In 2012, the Company entered into three exclusive license agreements with Antecip Bioventures II LLC, or Antecip, an entity owned by Axsome’s Chief Executive Officer and Chairman of the Board, Herriot Tabuteau, M.D., in which it was granted exclusive licenses to develop, manufacture, and commercialize Antecip’s patents and applications related to the development of AXS‑02, AXS‑05, and AXS‑04, a product candidate that is currently in early stage development, anywhere in the world for veterinary and human therapeutic and diagnostic use. Pursuant to the agreements, the Company is required to use commercially reasonable efforts to develop, obtain regulatory approval for and commercialize AXS‑02, AXS‑05, and AXS‑04. Under the terms of the agreements, the Company is required to pay to Antecip a royalty equal to 4.5% for AXS‑02,  3.0% for AXS‑05, and 1.5% for AXS‑04, of net sales of products containing the licensed technology by the Company, its affiliates, or permitted sublicensees. These royalty payments are subject to reduction by an amount up to 50.0% of any required payments to third parties.
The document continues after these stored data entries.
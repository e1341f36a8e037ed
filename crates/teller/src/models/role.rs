use serde::{Deserialize, Serialize};

/// Speaker of a chat message, named as the completion service spells them
/// on the wire.
#[derive(Debug, Clone, Copy, PartialEq, Eq, Serialize, Deserialize)]
#[serde(rename_all = "lowercase")]
pub enum Role {
    System,
    User,
    Assistant,
    Tool,
}
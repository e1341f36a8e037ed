use axum::{response::Html, routing::get, Router};

const HOMEPAGE: &str = "\
<h1>Financial Assistant API</h1>
<p>Send a POST request to <code>/chat</code> to interact with the assistant.</p>
";

async fn home() -> Html<&'static str> {
    Html(HOMEPAGE)
}

pub fn routes() -> Router {
    Router::new().route("/", get(home))
}
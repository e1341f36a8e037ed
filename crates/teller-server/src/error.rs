use thiserror::Error;

#[derive(Error, Debug)]
pub enum ConfigError {
    #[error("Missing required environment variable: {env_var}")]
    MissingEnvVar { env_var: String },

    #[error(transparent)]
    Other(#[from] config::ConfigError),
}

/// Map a dotted settings path to the environment variable that supplies it.
pub fn to_env_var(field: &str) -> String {
    format!("TELLER_{}", field.replace('.', "__").to_uppercase())
}
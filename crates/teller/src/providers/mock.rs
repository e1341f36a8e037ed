use std::sync::{Arc, Mutex};

use async_trait::async_trait;

use super::base::{Provider, ProviderError, Usage};
use crate::models::{Message, Tool};

/// A scripted provider for tests. Responses are handed out in order, and
/// every conversation it is asked to complete is recorded so tests can
/// assert call counts and message appension.
#[derive(Clone)]
pub struct MockProvider {
    responses: Arc<Mutex<Vec<Message>>>,
    requests: Arc<Mutex<Vec<RecordedRequest>>>,
}

/// One observed call to `complete`.
#[derive(Debug, Clone)]
pub struct RecordedRequest {
    pub messages: Vec<Message>,
    pub tool_count: usize,
}

impl MockProvider {
    pub fn new(responses: Vec<Message>) -> Self {
        Self {
            responses: Arc::new(Mutex::new(responses)),
            requests: Arc::new(Mutex::new(Vec::new())),
        }
    }

    pub fn requests(&self) -> Vec<RecordedRequest> {
        self.requests.lock().unwrap().clone()
    }

    pub fn call_count(&self) -> usize {
        self.requests.lock().unwrap().len()
    }
}

#[async_trait]
impl Provider for MockProvider {
    async fn complete(
        &self,
        messages: &[Message],
        tools: &[Tool],
    ) -> Result<(Message, Usage), ProviderError> {
        self.requests.lock().unwrap().push(RecordedRequest {
            messages: messages.to_vec(),
            tool_count: tools.len(),
        });

        let mut responses = self.responses.lock().unwrap();
        if responses.is_empty() {
            // Return an empty response if no more pre-configured responses
            Ok((Message::assistant(""), Usage::default()))
        } else {
            Ok((responses.remove(0), Usage::default()))
        }
    }
}
use axum::{
    extract::State,
    http::StatusCode,
    response::IntoResponse,
    routing::post,
    Json, Router,
};
use serde::{Deserialize, Serialize};
use tracing::error;

use crate::state::AppState;
use teller::errors::AgentError;
use teller::models::Message;

#[derive(Debug, Deserialize)]
struct ChatRequest {
    messages: Vec<Message>,
}

#[derive(Debug, Serialize)]
struct ChatResponse {
    reply: Option<String>,
}

#[derive(Debug, Serialize)]
struct ErrorResponse {
    error: String,
}

async fn chat(
    State(state): State<AppState>,
    Json(request): Json<ChatRequest>,
) -> impl IntoResponse {
    match state.agent.reply(&request.messages).await {
        Ok(reply) => (StatusCode::OK, Json(ChatResponse { reply })).into_response(),
        Err(err) => {
            error!("chat turn failed: {err}");
            (
                status_for(&err),
                Json(ErrorResponse {
                    error: err.to_string(),
                }),
            )
                .into_response()
        }
    }
}

fn status_for(err: &AgentError) -> StatusCode {
    match err {
        AgentError::Provider(_) => StatusCode::BAD_GATEWAY,
        AgentError::ToolNotFound(_)
        | AgentError::InvalidParameters(_)
        | AgentError::MalformedArguments(_)
        | AgentError::ExecutionError(_) => StatusCode::BAD_REQUEST,
        _ => StatusCode::INTERNAL_SERVER_ERROR,
    }
}

pub fn routes(state: AppState) -> Router {
    Router::new().route("/chat", post(chat)).with_state(state)
}
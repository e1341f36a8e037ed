use thiserror::Error;

use crate::providers::base::ProviderError;

#[non_exhaustive]
#[derive(Error, Debug)]
pub enum AgentError {
    #[error("Tool not found: {0}")]
    ToolNotFound(String),

    #[error("Invalid parameters: {0}")]
    InvalidParameters(String),

    #[error("Malformed tool arguments: {0}")]
    MalformedArguments(String),

    #[error("Tool execution failed: {0}")]
    ExecutionError(String),

    #[error("Completion request failed: {0}")]
    Provider(#[from] ProviderError),
}

pub type AgentResult<T> = Result<T, AgentError>;
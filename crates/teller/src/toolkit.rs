use serde::Serialize;
use serde_json::{json, Value};

use crate::errors::{AgentError, AgentResult};
use crate::models::Tool;

/// Closed set of tool identities the relay can execute locally.
#[derive(Debug, Clone, Copy, PartialEq, Eq)]
pub enum ToolKind {
    CalculateMortgage,
    SearchProductDatabase,
    ConvertCurrency,
}

impl ToolKind {
    pub const ALL: [ToolKind; 3] = [
        ToolKind::CalculateMortgage,
        ToolKind::SearchProductDatabase,
        ToolKind::ConvertCurrency,
    ];

    pub fn name(self) -> &'static str {
        match self {
            ToolKind::CalculateMortgage => "calculate_mortgage",
            ToolKind::SearchProductDatabase => "search_product_database",
            ToolKind::ConvertCurrency => "convert_currency",
        }
    }

    /// Runtime lookup for names arriving from the completion service.
    pub fn from_name(name: &str) -> Option<Self> {
        match name {
            "calculate_mortgage" => Some(ToolKind::CalculateMortgage),
            "search_product_database" => Some(ToolKind::SearchProductDatabase),
            "convert_currency" => Some(ToolKind::ConvertCurrency),
            _ => None,
        }
    }

    pub fn descriptor(self) -> Tool {
        match self {
            ToolKind::CalculateMortgage => Tool::new(
                self.name(),
                "Calculate monthly mortgage payments",
                json!({
                    "type": "object",
                    "properties": {
                        "principal": {"type": "number"},
                        "rate": {"type": "number"},
                        "years": {"type": "integer"}
                    },
                    "required": ["principal", "rate", "years"]
                }),
            ),
            ToolKind::SearchProductDatabase => Tool::new(
                self.name(),
                "Search a product catalog by keyword",
                json!({
                    "type": "object",
                    "properties": {
                        "query": {"type": "string"},
                        "max_results": {"type": "integer", "default": 3}
                    },
                    "required": ["query"]
                }),
            ),
            ToolKind::ConvertCurrency => Tool::new(
                self.name(),
                "Convert one currency to another",
                json!({
                    "type": "object",
                    "properties": {
                        "amount": {"type": "number"},
                        "rate": {"type": "number"}
                    },
                    "required": ["amount", "rate"]
                }),
            ),
        }
    }
}

#[derive(Debug, Clone, Copy, PartialEq, Serialize)]
pub struct Product {
    pub name: &'static str,
    pub price: u32,
}

const PRODUCTS: [Product; 5] = [
    Product {
        name: "Office Desk",
        price: 250,
    },
    Product {
        name: "Ergonomic Chair",
        price: 180,
    },
    Product {
        name: "LED Desk Lamp",
        price: 40,
    },
    Product {
        name: "Laptop Stand",
        price: 55,
    },
    Product {
        name: "Notebook Set",
        price: 15,
    },
];

const DEFAULT_MAX_RESULTS: usize = 3;

/// The registry of locally executable tools.
#[derive(Debug, Clone, Copy, Default)]
pub struct Toolkit;

impl Toolkit {
    pub fn new() -> Self {
        Toolkit
    }

    /// Descriptors for every registered tool, in registry order.
    pub fn tools(&self) -> Vec<Tool> {
        ToolKind::ALL.iter().map(|kind| kind.descriptor()).collect()
    }

    /// Look up and invoke a tool by the name the model requested.
    pub fn dispatch(&self, name: &str, args: &Value) -> AgentResult<Value> {
        let kind =
            ToolKind::from_name(name).ok_or_else(|| AgentError::ToolNotFound(name.to_string()))?;

        match kind {
            ToolKind::CalculateMortgage => {
                let principal = require_number(args, "principal")?;
                let rate = require_number(args, "rate")?;
                let years = require_integer(args, "years")?;
                calculate_mortgage(principal, rate, years).map(Value::from)
            }
            ToolKind::SearchProductDatabase => {
                let query = require_string(args, "query")?;
                let max_results = optional_count(args, "max_results", DEFAULT_MAX_RESULTS)?;
                Ok(json!(search_product_database(query, max_results)))
            }
            ToolKind::ConvertCurrency => {
                let amount = require_number(args, "amount")?;
                let rate = require_number(args, "rate")?;
                Ok(Value::from(convert_currency(amount, rate)))
            }
        }
    }
}

/// Monthly payment under the standard amortization formula, rounded to
/// two decimals. A term of zero months is undefined and rejected rather
/// than dividing by zero.
pub fn calculate_mortgage(principal: f64, rate: f64, years: i64) -> AgentResult<f64> {
    let payments = years.checked_mul(12).filter(|p| *p > 0).ok_or_else(|| {
        AgentError::ExecutionError(format!("mortgage term of {years} years has no payments"))
    })?;

    let monthly_rate = rate / 100.0 / 12.0;
    let payment = if monthly_rate == 0.0 {
        principal / payments as f64
    } else {
        principal * monthly_rate / (1.0 - (1.0 + monthly_rate).powf(-(payments as f64)))
    };

    Ok(round2(payment))
}

/// Case-insensitive substring search over the static catalog, in catalog
/// order, truncated to `max_results`.
pub fn search_product_database(query: &str, max_results: usize) -> Vec<Product> {
    let query = query.to_lowercase();
    PRODUCTS
        .iter()
        .filter(|product| product.name.to_lowercase().contains(&query))
        .take(max_results)
        .copied()
        .collect()
}

pub fn convert_currency(amount: f64, rate: f64) -> f64 {
    round2(amount * rate)
}

fn round2(value: f64) -> f64 {
    (value * 100.0).round() / 100.0
}

fn require_number(args: &Value, key: &str) -> AgentResult<f64> {
    args.get(key)
        .and_then(Value::as_f64)
        .ok_or_else(|| AgentError::InvalidParameters(format!("missing or non-numeric '{key}'")))
}

fn require_integer(args: &Value, key: &str) -> AgentResult<i64> {
    args.get(key)
        .and_then(Value::as_i64)
        .ok_or_else(|| AgentError::InvalidParameters(format!("missing or non-integer '{key}'")))
}

fn require_string<'a>(args: &'a Value, key: &str) -> AgentResult<&'a str> {
    args.get(key)
        .and_then(Value::as_str)
        .ok_or_else(|| AgentError::InvalidParameters(format!("missing or non-string '{key}'")))
}

fn optional_count(args: &Value, key: &str, default: usize) -> AgentResult<usize> {
    match args.get(key) {
        None | Some(Value::Null) => Ok(default),
        Some(value) => value.as_u64().map(|n| n as usize).ok_or_else(|| {
            AgentError::InvalidParameters(format!("'{key}' must be a non-negative integer"))
        }),
    }
}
Unless earlier terminated by a party for cause or by the Company for convenience, the agreements shall remain in effect on a product‑by‑product and country‑by‑country basis until the later to occur of (i) the applicable product is no longer covered by a valid claim in that country or (ii) 10 years from the first commercial sale of the applicable product in that country. Upon expiration of the agreements with respect to a product in a country, the Company’s license grant for that product in that country will become a fully paid‑up, royalty‑free, perpetual non‑exclusive license. If Antecip terminates any of the agreements for cause, or if the Company exercises its right to terminate any of the agreements for convenience, the rights granted to the Company under such terminated agreement will revert to Antecip. To date, the Company has not been required to make any payments to Antecip under any of the license agreements.